Criou-se então um sistema supostamente meritocrático que se baseia em uma clara distinção entre um grande número de migrantes “maus” (neste caso, trabalhadoras sexuais vistas como independentes) que merecem ser punidos com a expulsão e um pequeno e seleto grupo de migrantes “bons” (neste caso, vítimas de tráfico legitimadas pelo Estado) que merecem um mínimo de proteção e suporte34. Assim, Portugal faz uso do alto nível de estigma que existe contra mulheres que trabalham na indústria do sexo para justificar a expulsão de dezenas de migrantes irregulares para cada “vítima” em potencial encontrada.

O sistema protecionista português também faz uso de ações da negação de entrada baseado em perfis considerados de “risco.” Assim como acontece com as inspeções em território português, tais ações tendem a trazer relativamente pouca repercussão negativa, apesar de seus problemas inerentes.
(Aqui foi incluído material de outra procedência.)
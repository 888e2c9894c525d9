//! # `lspk`
//!
//! A pure-Rust library for reading and writing LSPK archives, the asset
//! package format used by a family of Larian-style RPG titles.
//!
//! ## Supported versions
//!
//! | On-disk version | Reader | Writer |
//! |---|---|---|
//! | 7, 9 | yes (V9 layout) | no |
//! | 10 | yes | yes, single-part, always uncompressed |
//! | 13 | yes | yes, single-part or multi-part |
//! | 15, 16 | yes (untested, logs a warning) | no |
//! | 18 | yes | yes, single-part |
//!
//! ## Quick start
//!
//! ```no_run
//! use lspk::Package;
//!
//! let package = Package::read("Shared.pak")?;
//! println!("{} files, version {}", package.files.len(), package.version);
//!
//! let data = package.extract("Public/Shared/meta.lsx")?;
//! package.extract_all("output/")?;
//! # Ok::<(), lspk::Error>(())
//! ```
//!
//! ```no_run
//! use lspk::WriterV13;
//!
//! let mut writer = WriterV13::new("Mod.pak", None);
//! writer.add_file("meta.lsx", b"<save/>".to_vec(), true)?;
//! writer.save()?;
//! # Ok::<(), lspk::Error>(())
//! ```

mod binary;
mod detect;
mod entry;
mod error;
mod lz4;
mod package;
mod pending;
mod versions;

pub use detect::{detect, DetectionResult, SignatureLocation};
pub use entry::FileEntry;
pub use error::{Error, Result};
pub use package::Package;
pub use pending::PendingFile;
pub use versions::{WriterV10, WriterV13, WriterV18};
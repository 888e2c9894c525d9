//! Per-version binary codecs (C5, C6).
//!
//! Versions are a closed set of variants selected by [`read_directory`]; a
//! new on-disk version is a new submodule plus one arm in the dispatch
//! table below, not a trait object or open hierarchy.

mod v10;
mod v13;
mod v18;
mod v9;

pub use v10::WriterV10;
pub use v13::WriterV13;
pub use v18::WriterV18;

use std::io::{Read, Seek};
use std::path::Path;

use crate::entry::{FileEntry, FLAG_LZ4};
use crate::error::{Error, Result};
use crate::lz4;

/// A parsed archive directory, independent of which version produced it.
#[derive(Debug, Clone)]
pub struct Directory {
    pub version: u32,
    /// Header-level flags, preserved for round-trip; semantics opaque.
    pub flags: u32,
    pub files: Vec<FileEntry>,
}

/// Dispatches to the reader for `version` and parses the full directory.
///
/// This is the one place that maps an on-disk version number to a reader;
/// see the table in §6 of the format notes in `DESIGN.md`.
pub fn read_directory<R: Read + Seek>(
    version: u32,
    reader: &mut R,
    path: &Path,
) -> Result<Directory> {
    match version {
        7 | 9 => v9::read(reader),
        10 => v10::read(reader),
        13 => v13::read(reader),
        15 | 16 | 18 => {
            if version == 15 || version == 16 {
                tracing::warn!(
                    version,
                    path = %path.display(),
                    "V15/V16 archives are untested; attempting to parse with the V18 entry layout shape"
                );
            }
            v18::read(reader, version)
        }
        other => Err(Error::UnsupportedVersion(other)),
    }
}

/// Encodes one payload per the shared V13/V18 rule: empty files and
/// `compress == false` are stored raw with `uncompressed_size = 0, flags =
/// 0`; non-empty, `compress == true` files are LZ4-block-compressed with
/// the true decompressed size and the LZ4 flag bit set.
pub(crate) fn encode_payload(bytes: &[u8], compress: bool) -> (Vec<u8>, u32, u8) {
    if bytes.is_empty() || !compress {
        return (bytes.to_vec(), 0, 0);
    }
    let compressed = lz4::encode(bytes);
    let uncompressed_size = u32::try_from(bytes.len()).unwrap_or(u32::MAX);
    (compressed, uncompressed_size, FLAG_LZ4)
}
Isso não significa que o sistema português seja imune a casos de abuso ou corrupção. Há, no entanto, ao menos aparentemente, um mínimo de preocupação em respeitar os direitos humanos dos migrantes detidos nas fronteiras portuguesas e durante inspeções policiais, e daqueles que se encontram no único centro de detenção de longo prazo que existe no país35.

Essa “preocupação” consiste, na realidade, na abstenção da violação severa, consistente e rotineira dos direitos e da dignidade dos migrantes detidos e barrados. Esse “respeito” não é abrangente, já que não garante aos migrantes acesso a todos os seus direitos, ou mesmo universal, pois existem abusos pontuais. Mesmo assim, a maneira como essas ações são conduzidas levam a uma repercussão internacional muito menor e menos crítica do que aquela recebida por países onde o tratamento de migrantes é explicitamente e rotineiramente mais truculento.

Conclusão

Ainda que exista uma tendência a se considerar as políticas de tráfico de países desenvolvidos como monolíticas, já que seus objetivos e resultados são similares, essa não é bem a realidade. Alguns Estados levam a abordagem crimigratória ao extremo, expondo migrantes não só a uma atmosfera carcerária, mas a um ambiente que também é explorador, danoso e, logo, altamente criticado. Outros já têm uma posição menos radical ou ao menos mais sutil e conseguem assim atingir seus objetivos (barrar e/ou expulsar certos migrantes) sem atrair muita atenção ou repercussões negativas.

Em termos essenciais as políticas portuguesas e espanholas – números significativos de recusas de entrada nas fronteiras aéreas baseadas somente em perfis problemáticos, uma grande quantidade de inspeções que resultam na detenção e expulsão de dezenas de migrantes que vendem sexo no país – são as mesmas. A percepção e a repercussão de tais políticas, no entanto, é bem distinta. Isso fica claro, por exemplo, quando se compara a relação do Brasil com ambos os países.

O Brasil é reconhecido internacionalmente como uma grande fonte de vítimas de tráfico e são muito comuns as afirmações de que a Península Ibérica é um dos maiores, se não o maior, destino de vítimas de tráfico brasileiras e de brasileiros que trabalham na indústria do sexo36. Não é surpresa, então, constatar que tanto Portugal quanto Espanha impedem que um grande número de brasileiros entre em seus territórios todos os anos.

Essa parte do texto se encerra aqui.